* Aim of the task
Starting at the top of the entries below, set down every line exactly, please, until you reach the line with "east of the", which is included too.

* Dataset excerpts
//! Tile identity type definitions

use std::fmt;

use thiserror::Error;

/// Deepest zoom level accepted for tile identities.
pub const MAX_ZOOM: u8 = 22;

/// Half the circumference of the Web Mercator world, in metres.
pub const ORIGIN_SHIFT: f64 = 20_037_508.342_789_244;

/// Unwrapped tile identity.
///
/// `x` is not reduced modulo the world width, so tiles east of the
/// antimeridian keep growing `x` and tiles west of it go negative. This is the
/// key used for mesh caching and stitching: two on-screen cells that show the
/// same canonical tile on different world copies stay distinct.
#[derive(Debug, Clone, Copy, PartialEq, Eq, Hash, PartialOrd, Ord)]
pub struct TileId {
    /// Zoom level
    pub z: u8,
    /// Column, 0 at the antimeridian on the primary world copy
    pub x: i32,
    /// Row, 0 at the north edge
    pub y: i32,
}

impl TileId {
    /// Create a validated tile identity.
    pub fn new(z: u8, x: i32, y: i32) -> Result<Self, CoordError> {
        if z > MAX_ZOOM {
            return Err(CoordError::InvalidZoom(z));
        }
        let rows = tiles_per_axis(z);
        if y < 0 || y >= rows {
            return Err(CoordError::RowOutOfRange { z, y, rows });
        }
        Ok(Self { z, x, y })
    }

    /// Reduce to the canonical (wrapped) identity used for data requests.
    pub fn canonical(&self) -> CanonicalTileId {
        let n = tiles_per_axis(self.z);
        CanonicalTileId {
            z: self.z,
            x: self.x.rem_euclid(n) as u32,
            y: self.y as u32,
        }
    }

    /// Neighbour in the given direction.
    ///
    /// Returns `None` when the neighbour would fall off the north or south edge
    /// of the world, or past the range of `i32` columns. East/west never wrap
    /// in the unwrapped form.
    pub fn neighbor(&self, direction: Direction) -> Option<TileId> {
        let (dx, dy) = direction.offset();
        let y = self.y.checked_add(dy)?;
        if y < 0 || y >= tiles_per_axis(self.z) {
            return None;
        }
        Some(TileId {
            z: self.z,
            x: self.x.checked_add(dx)?,
            y,
        })
    }

    pub fn north(&self) -> Option<TileId> {
        self.neighbor(Direction::North)
    }

    pub fn south(&self) -> Option<TileId> {
        self.neighbor(Direction::South)
    }

    pub fn east(&self) -> Option<TileId> {
        self.neighbor(Direction::East)
    }

    pub fn west(&self) -> Option<TileId> {
        self.neighbor(Direction::West)
    }

    /// All present neighbours, in stitching order.
    pub fn neighbors(&self) -> impl Iterator<Item = (Direction, TileId)> + '_ {
        Direction::ALL
            .iter()
            .filter_map(move |dir| self.neighbor(*dir).map(|id| (*dir, id)))
    }
}

impl fmt::Display for TileId {
    fn fmt(&self, f: &mut fmt::Formatter<'_>) -> fmt::Result {
        write!(f, "{}/{}/{}", self.z, self.x, self.y)
    }
}

/// Canonical tile identity, `x` wrapped into `0..2^z`.
#[derive(Debug, Clone, Copy, PartialEq, Eq, Hash, PartialOrd, Ord)]
pub struct CanonicalTileId {
    pub z: u8,
    pub x: u32,
    pub y: u32,
}

impl fmt::Display for CanonicalTileId {
    fn fmt(&self, f: &mut fmt::Formatter<'_>) -> fmt::Result {
        write!(f, "{}/{}/{}", self.z, self.x, self.y)
    }
}

impl From<CanonicalTileId> for TileId {
    fn from(id: CanonicalTileId) -> Self {
        Self {
            z: id.z,
            x: id.x as i32,
            y: id.y as i32,
        }
    }
}

/// One of the eight directions around a tile.
#[derive(Debug, Clone, Copy, PartialEq, Eq, Hash)]
pub enum Direction {
    North,
    South,
    East,
    West,
    NorthEast,
    NorthWest,
    SouthEast,
    SouthWest,
}

impl Direction {
    /// Every direction, edges before corners.
    pub const ALL: [Direction; 8] = [
        Direction::North,
        Direction::South,
        Direction::West,
        Direction::East,
        Direction::NorthWest,
        Direction::NorthEast,
        Direction::SouthWest,
        Direction::SouthEast,
    ];

    /// Column/row offset of the neighbour in this direction.
    pub fn offset(&self) -> (i32, i32) {
        match self {
            Direction::North => (0, -1),
            Direction::South => (0, 1),
            Direction::East => (1, 0),
            Direction::West => (-1, 0),
            Direction::NorthEast => (1, -1),
            Direction::NorthWest => (-1, -1),
            Direction::SouthEast => (1, 1),
            Direction::SouthWest => (-1, 1),
        }
    }

    pub fn opposite(&self) -> Direction {
        match self {
            Direction::North => Direction::South,
            Direction::South => Direction::North,
            Direction::East => Direction::West,
            Direction::West => Direction::East,
            Direction::NorthEast => Direction::SouthWest,
            Direction::NorthWest => Direction::SouthEast,
            Direction::SouthEast => Direction::NorthWest,
            Direction::SouthWest => Direction::NorthEast,
        }
    }

    /// True for the four diagonal directions.
    pub fn is_corner(&self) -> bool {
        let (dx, dy) = self.offset();
        dx != 0 && dy != 0
    }
}

impl fmt::Display for Direction {
    fn fmt(&self, f: &mut fmt::Formatter<'_>) -> fmt::Result {
        let name = match self {
            Direction::North => "N",
            Direction::South => "S",
            Direction::East => "E",
            Direction::West => "W",
            Direction::NorthEast => "NE",
            Direction::NorthWest => "NW",
            Direction::SouthEast => "SE",
            Direction::SouthWest => "SW",
        };
        f.write_str(name)
    }
}

/// A point in Web Mercator metres.
#[derive(Debug, Clone, Copy, PartialEq)]
pub struct MercatorPoint {
    pub x: f64,
    pub y: f64,
}

/// Tile footprint in Web Mercator metres.
///
/// `min` is the north-west corner and `max` the south-east corner, so
/// `min.y > max.y`. Interpolating from `min` to `max` walks the tile in
/// row-major order starting at the north-west.
#[derive(Debug, Clone, Copy, PartialEq)]
pub struct TileBounds {
    pub min: MercatorPoint,
    pub max: MercatorPoint,
}

impl TileBounds {
    pub fn center(&self) -> MercatorPoint {
        MercatorPoint {
            x: (self.min.x + self.max.x) / 2.0,
            y: (self.min.y + self.max.y) / 2.0,
        }
    }

    /// Edge length in metres.
    pub fn size(&self) -> f64 {
        (self.max.x - self.min.x).abs()
    }
}

/// Errors that can occur when building tile identities.
#[derive(Debug, Clone, PartialEq, Error)]
pub enum CoordError {
    #[error("Invalid zoom level: {0} (max {max})", max = MAX_ZOOM)]
    InvalidZoom(u8),

    #[error("Row {y} out of range at zoom {z} (0..{rows})")]
    RowOutOfRange { z: u8, y: i32, rows: i32 },
}

/// Number of tiles along one axis at the given zoom.
///
/// Zoom levels past [`MAX_ZOOM`] count as `MAX_ZOOM`.
#[inline]
pub fn tiles_per_axis(z: u8) -> i32 {
    1_i32 << z.min(MAX_ZOOM)
}
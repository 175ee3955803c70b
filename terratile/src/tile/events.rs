//! Tile change notifications.
//!
//! Each [`Tile`](super::Tile) owns an explicit observer list. Observers are
//! added after `initialize` and dropped on `recycle`, so a pooled tile never
//! carries subscriptions from its previous position.

use std::fmt;

use tokio::sync::mpsc::UnboundedSender;

use crate::coord::TileId;

/// Stable index of a pooled tile instance.
///
/// The slot survives recycling; the identity does not.
#[derive(Debug, Clone, Copy, PartialEq, Eq, Hash, PartialOrd, Ord)]
pub struct TileSlot(pub usize);

impl fmt::Display for TileSlot {
    fn fmt(&self, f: &mut fmt::Formatter<'_>) -> fmt::Result {
        write!(f, "#{}", self.0)
    }
}

/// What changed on a tile.
#[derive(Debug, Clone, Copy, PartialEq, Eq, Hash)]
pub enum TileEventKind {
    HeightChanged,
    RasterChanged,
    VectorChanged,
    /// Raised at most once between two recycles.
    ReadyForMeshGeneration,
}

/// Notification raised by a tile.
#[derive(Debug, Clone, Copy, PartialEq, Eq)]
pub struct TileEvent {
    pub slot: TileSlot,
    pub tile: TileId,
    pub kind: TileEventKind,
}

/// Receiver of tile notifications.
pub trait TileObserver: Send {
    fn on_tile_event(&mut self, event: &TileEvent);
}

impl<F> TileObserver for F
where
    F: FnMut(&TileEvent) + Send,
{
    fn on_tile_event(&mut self, event: &TileEvent) {
        self(event)
    }
}

impl TileObserver for UnboundedSender<TileEvent> {
    fn on_tile_event(&mut self, event: &TileEvent) {
        // A closed receiver only means nobody is listening any more
        let _ = self.send(*event);
    }
}

/// Ordered list of observers.
#[derive(Default)]
pub struct ObserverList {
    observers: Vec<Box<dyn TileObserver>>,
}

impl ObserverList {
    pub fn subscribe(&mut self, observer: Box<dyn TileObserver>) {
        self.observers.push(observer);
    }

    pub fn notify(&mut self, event: &TileEvent) {
        for observer in &mut self.observers {
            observer.on_tile_event(event);
        }
    }

    pub fn clear(&mut self) {
        self.observers.clear();
    }

    pub fn len(&self) -> usize {
        self.observers.len()
    }

    pub fn is_empty(&self) -> bool {
        self.observers.is_empty()
    }
}

impl fmt::Debug for ObserverList {
    fn fmt(&self, f: &mut fmt::Formatter<'_>) -> fmt::Result {
        f.debug_struct("ObserverList")
            .field("len", &self.observers.len())
            .finish()
    }
}
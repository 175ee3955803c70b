//! Map tiles and their data channels.
//!
//! Every tile receives up to three independent payloads (raster imagery,
//! terrain-RGB elevation and vector features). Each channel moves through its
//! own [`ChannelState`] machine, and the tile combines the raster and height
//! states into a single readiness signal for mesh generation.

mod error;
mod events;
mod height;
mod map_tile;
mod raster;
mod state;
mod vector;

pub use error::TileDataError;
pub use events::{ObserverList, TileEvent, TileEventKind, TileObserver, TileSlot};
pub use height::{
    color_from_height, decode_terrain_rgb, encode_terrain_rgb_png, height_from_color, HeightGrid,
};
pub use map_tile::Tile;
pub use raster::{decode_raster, RasterImage, TextureFormat};
pub use state::{ChannelSet, ChannelState, ChannelStates, DataChannel};
pub use vector::VectorTileData;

* Task result
//! Tile identity type definitions

use std::fmt;

use thiserror::Error;

/// Deepest zoom level accepted for tile identities.
pub const MAX_ZOOM: u8 = 22;

/// Half the circumference of the Web Mercator world, in metres.
pub const ORIGIN_SHIFT: f64 = 20_037_508.342_789_244;

/// Unwrapped tile identity.
///
/// `x` is not reduced modulo the world width, so tiles east of the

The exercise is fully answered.